▶ [Directions]:
Report the number of lines in the material below that contain "session", without any other words.
★ ★ ★ ★
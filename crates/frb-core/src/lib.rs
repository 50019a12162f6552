//! # frb-core
//!
//! The deterministic follow-up status engine for Fast Radio Burst (FRB)
//! host-galaxy campaigns.
//!
//! Each FRB transient moves through localization checks, host association
//! (PATH), imaging, spectroscopy and redshift determination. This crate
//! decides, from stored facts alone, which of the mutually exclusive pipeline
//! states a transient is in.
//!
//! ## Layout
//!
//! - `types`: identifiers, records, status labels, errors
//! - `snapshot`: the consistent per-transient view the engine reads
//! - `criteria`: per-tag criteria evaluation
//! - `status`: the status state machine
//! - `catalog` / `storage`: in-memory and redb-backed object stores
//! - `registry`, `mutation`, `observing`: administrative seeding, single
//!   mutations, bulk ingestion
//! - `formats`: the catalog snapshot file format
//! - `session`: backend-agnostic entry points
//!
//! ## Architectural Constraints
//!
//! - Has NO async, NO network dependencies (pure Rust)
//! - Deterministic: `BTreeMap`/`BTreeSet` only
//! - Closed: status labels are a fixed enum; criteria are never created on
//!   demand

// =============================================================================
// MODULES
// =============================================================================

pub mod catalog;
pub mod criteria;
pub mod formats;
pub mod mutation;
pub mod observing;
pub mod primitives;
pub mod registry;
pub mod session;
pub mod snapshot;
pub mod status;
pub mod storage;
pub mod types;

// =============================================================================
// RE-EXPORTS: Core Types (from types module)
// =============================================================================

pub use types::{
    FollowUpObservation, FollowUpRequest, FollowUpResource, FrbError, Galaxy, GalaxyId,
    ObservationKey, ObservingMode, PathCandidate, Photometry, Redshift, ResourceId,
    SampleCriteria, StatusLabel, Transient, TransientId,
};

// =============================================================================
// RE-EXPORTS: Engine
// =============================================================================

pub use catalog::{Catalog, CatalogStore, recompute_status};
pub use criteria::{CriteriaVector, TagCriteria, evaluate_criteria};
pub use mutation::MutationEngine;
pub use observing::{
    IngestError, IngestOutcome, ObsLogRow, ObsPlanRow, ObservingIngest, RedshiftRow,
};
pub use registry::{SampleRegistry, Seeded};
pub use session::{Session, StorageBackend};
pub use snapshot::{FollowUpFacts, SnapshotSource, TransientSnapshot};
pub use status::StatusResolver;
pub use storage::RedbCatalog;

// =============================================================================
// RE-EXPORTS: Formats (from formats module)
// =============================================================================

pub use formats::{PersistenceHeader, catalog_from_bytes, catalog_to_bytes};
★ ★ ★ ★
▶ [Problem solution]:
3